Cooking at Home

I’ve been noticing some chatter about how Americans, in the midst of this economic downturn, are cooking again at home.  I have been a home cook for as long as I can remember.  Started out as a latch-key kid making food for myself:  instant mashed potatoes (yep), sandwiches, “doctored-up” ramen noodles. In my single years I added steamed rice, tofu, beans, pasta, salads, and sautes.  For the past 11 years, I have cooked for Jason and I. Doesn’t matter what the outside world is doing, I regularly cook the food we eat at home- always have.  

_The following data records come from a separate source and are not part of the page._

pub mod error;
pub mod models;

#[cfg(test)]
mod tests;

pub use error::{CoreError, Result};
pub use models::assignment::Assignment;
pub use models::career_category::CareerCategory;
pub use models::career_path::{CareerFilter, CareerPath};
pub use models::college::College;
pub use models::export_kind::{ExportKind, ExportRequest};
pub use models::identity::{AdminIdentity, Identity, StudentIdentity};
pub use models::interest::Interest;
pub use models::member_record::{MemberFilter, MemberRecord};
pub use models::member_status::MemberStatus;
pub use models::portfolio_file_type::PortfolioFileType;
pub use models::portfolio_item::PortfolioItem;
pub use models::role::Role;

No doubt, my life has been laced with memorable meals prepared in restaurants: a 6 course “customized” menu for two girlfriends and I at Picholine, a multi-course birthday dinner #31 at Lidia’s with Jason, dinner at Brennan’s with my mom and sister in New Orleans, brunches at Maroma in Playa del Carmen, and a simple, seasonal Northwest feast with my nephew Alex at Park Kitchen in Portland.  I relish eating out, but over the last year our budget has been steadily constrained.  Eating out ended up on the chopping block.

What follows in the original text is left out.